The bitumen froth recovered as such is then de-aerated and diluted (mixed) with solvents to provide sufficient density difference between water and bitumen and to reduce the bitumen viscosity. The dilution by a solvent (e.g., naphtha or hexane) facilitates the removal of the solids and water from the bitumen froth using inclined plate settlers, cyclones and/or centrifuges. When a paraffinic diluent (solvent) is used at a sufficiently high diluent to bitumen ratio, partial precipitation of asphaltenes occurs. This leads to the formation of composite aggregates that trap the water and solids in the diluted bitumen froth. In this way gravity separation is greatly enhanced, potentially eliminating the need for cyclones or centrifuges.

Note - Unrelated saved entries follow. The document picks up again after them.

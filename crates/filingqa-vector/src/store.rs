use async_trait::async_trait;
use serde_json::{json, Value};
use std::sync::Arc;
use std::time::Instant;
use tracing::{debug, info, warn};

use filingqa_core::config::{Neo4jSettings, RetrievalSettings};
use filingqa_core::traits::{Embedder, Retriever};
use filingqa_core::types::{Meta, RetrievalResult, TextChunk};
use filingqa_core::{Error, Result};

use crate::client::{Neo4jClient, QueryResult, Record};
use crate::cypher;

/// What the database reports about the vector index the store is bound to.
#[derive(Debug, Clone, PartialEq)]
pub struct IndexInfo {
    pub name: String,
    pub label: String,
    pub property: String,
    pub dimensions: Option<usize>,
    pub similarity: Option<String>,
    pub node_count: u64,
}

/// Read-only handle on an existing Neo4j vector index.
pub struct Neo4jVectorStore {
    client: Neo4jClient,
    embedder: Arc<dyn Embedder>,
    settings: RetrievalSettings,
    query: String,
    info: IndexInfo,
}

impl std::fmt::Debug for Neo4jVectorStore {
    fn fmt(&self, f: &mut std::fmt::Formatter<'_>) -> std::fmt::Result {
        f.debug_struct("Neo4jVectorStore")
            .field("endpoint", &self.client.commit_url())
            .field("embedder", &self.embedder.embedder_id())
            .field("info", &self.info)
            .finish()
    }
}

impl Neo4jVectorStore {
    /// Connect and bind to the configured index. Nothing is created: an
    /// unreachable database is a connection error, a missing or mismatched
    /// index is a configuration error.
    pub async fn initialize(neo4j: &Neo4jSettings, embedder: Arc<dyn Embedder>, settings: RetrievalSettings) -> Result<Self> {
        let start = Instant::now();
        let client = Neo4jClient::new(neo4j)?;
        client.run(cypher::PROBE, json!({})).await.map_err(|e| e.into_connection_error())?;
        debug!(endpoint = client.commit_url(), "neo4j reachable");

        let info = inspect_index(&client, &settings).await?;
        if let Some(dims) = info.dimensions {
            if dims != embedder.dim() {
                return Err(Error::configuration(format!(
                    "index '{}' stores {dims}-dimensional vectors but embedder {} produces {}",
                    info.name,
                    embedder.embedder_id(),
                    embedder.dim()
                )));
            }
        }
        if info.node_count == 0 {
            warn!(label = %info.label, "no nodes carry the indexed label; answers will have no context");
        }
        info!(
            index = %info.name,
            nodes = info.node_count,
            elapsed_ms = start.elapsed().as_millis() as u64,
            "vector store ready"
        );
        Ok(Self { query: cypher::vector_query(&settings), client, embedder, settings, info })
    }

    pub fn index_info(&self) -> &IndexInfo { &self.info }
}

async fn inspect_index(client: &Neo4jClient, settings: &RetrievalSettings) -> Result<IndexInfo> {
    let name = &settings.index_name;
    let rows = client
        .run(cypher::SHOW_INDEX, json!({ "name": name }))
        .await
        .map_err(|e| e.into_connection_error())?;
    let row = rows
        .rows()
        .next()
        .ok_or_else(|| Error::configuration(format!("vector index '{name}' does not exist")))?;

    let kind = row.get("type").and_then(Value::as_str).unwrap_or_default();
    if !kind.eq_ignore_ascii_case("VECTOR") {
        return Err(Error::configuration(format!("index '{name}' is a {kind} index, not a vector index")));
    }
    if !string_list(&row, "labelsOrTypes").iter().any(|l| l == &settings.node_label) {
        return Err(Error::configuration(format!("index '{name}' is not defined on label '{}'", settings.node_label)));
    }
    if !string_list(&row, "properties").iter().any(|p| p == &settings.embedding_property) {
        return Err(Error::configuration(format!(
            "index '{name}' is not defined on property '{}'",
            settings.embedding_property
        )));
    }
    let config = row.get("options").and_then(|o| o.get("indexConfig"));
    let dimensions = config
        .and_then(|c| c.get("vector.dimensions"))
        .and_then(Value::as_u64)
        .map(|d| d as usize);
    let similarity = config
        .and_then(|c| c.get("vector.similarity_function"))
        .and_then(Value::as_str)
        .map(str::to_string);

    let labels = client
        .run(cypher::LABEL_EXISTS, json!({ "label": settings.node_label }))
        .await
        .map_err(|e| e.into_connection_error())?;
    if !labels.get(0, "found").and_then(Value::as_u64).is_some_and(|n| n > 0) {
        return Err(Error::configuration(format!("node label '{}' does not exist", settings.node_label)));
    }
    let counted = client
        .run(&cypher::count_nodes(&settings.node_label), json!({}))
        .await
        .map_err(|e| e.into_connection_error())?;
    let node_count = counted.get(0, "nodes").and_then(Value::as_u64).unwrap_or(0);

    Ok(IndexInfo {
        name: name.clone(),
        label: settings.node_label.clone(),
        property: settings.embedding_property.clone(),
        dimensions,
        similarity,
        node_count,
    })
}

fn string_list(row: &Record<'_>, column: &str) -> Vec<String> {
    row.get(column)
        .and_then(Value::as_array)
        .map(|items| items.iter().filter_map(Value::as_str).map(str::to_string).collect())
        .unwrap_or_default()
}

fn value_to_string(v: &Value) -> String {
    match v {
        Value::String(s) => s.clone(),
        other => other.to_string(),
    }
}

fn to_chunks(rows: &QueryResult) -> Vec<TextChunk> {
    rows.rows()
        .filter_map(|row| {
            let id = row.get("id").map(value_to_string)?;
            let text = row.get("text").map(value_to_string).unwrap_or_default();
            let score = row.get("score").and_then(Value::as_f64).unwrap_or(0.0) as f32;
            let metadata: Meta = row
                .get("metadata")
                .and_then(Value::as_object)
                .map(|m| m.iter().filter(|(_, v)| !v.is_null()).map(|(k, v)| (k.clone(), v.clone())).collect())
                .unwrap_or_default();
            Some(TextChunk { id, text, score, metadata })
        })
        .collect()
}

#[async_trait]
impl Retriever for Neo4jVectorStore {
    fn top_k(&self) -> usize { self.settings.top_k }

    async fn retrieve_k(&self, query: &str, k: usize) -> Result<RetrievalResult> {
        if k == 0 {
            return Ok(RetrievalResult::new(Vec::new(), 0));
        }
        let start = Instant::now();
        let embedding = self.embedder.embed_query(query).await?;
        let rows = self
            .client
            .run(&self.query, json!({ "index": self.settings.index_name, "k": k, "embedding": embedding }))
            .await
            .map_err(|e| e.into_upstream_error())?;
        let result = RetrievalResult::new(to_chunks(&rows), k);
        debug!(k, hits = result.len(), elapsed_ms = start.elapsed().as_millis() as u64, "vector search");
        Ok(result)
    }
}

In the tailings treatment step, the tailings stream from the extraction plant goes to the tailings pond for solid-liquid separation. The clarified water is recycled from the pond back to the extraction plant. To accelerate tailings handling, gypsum may be added to mature fine tailings to consolidate the fines together with the coarse sand into a non-segregating mixture. This method is referred to as the consolidated (composite) tailing (CT) process. CT is disposed of in a geotechnical manner that enhances its further dewatering and eventual reclamation. Optionally, tailings from the extraction plant are cycloned, with the overflow (fine tailings) being pumped to thickeners and the cyclone underflow (coarse tailings) to the tailings pond. Fine tailings are treated with flocculants, then thickened and pumped to a tailings pond. Further, the use of paste technology (addition of flocculants/polyelectrolytes) or a combination of CT and paste technology may be used for fast water release and recycle of the water in CT to the extraction plant for bitumen recovery from oil sands.
In the final step, the recovered bitumen is upgraded. Upgrading either adds hydrogen or removes carbon to achieve a balanced, lighter hydrocarbon that is more valuable and easier to refine. The upgrading process also removes contaminants such as heavy metals, salts, oxygen, nitrogen and sulfur. The upgrading process includes one or more steps such as: distillation wherein various compounds are separated by physical properties, coking, hydro-conversion, solvent deasphalting to improve the hydrogen to carbon ratio, and hydrotreating which removes contaminants such as sulfur.
In one embodiment of the present disclosure, the improvement to the process of recovering bitumen from oil sands is the addition of a propylene oxide capped glycol ether during the slurry preparation stage. The sized material is added to a slurry tank with agitation and combined with a propylene oxide capped glycol ether. The propylene oxide capped glycol ether may be added to the oil sands slurry neat or as an aqueous solution having a concentration of from 100 ppm to 10 weight percent propylene oxide capped glycol ether based on the total weight of the aqueous solution (e.g., propylene oxide capped glycol ether and water). Preferably, the propylene oxide capped glycol ether is present in the aqueous oil sands slurry in an amount of from 0.01 to 10 weight percent based on the weight of the oil sands.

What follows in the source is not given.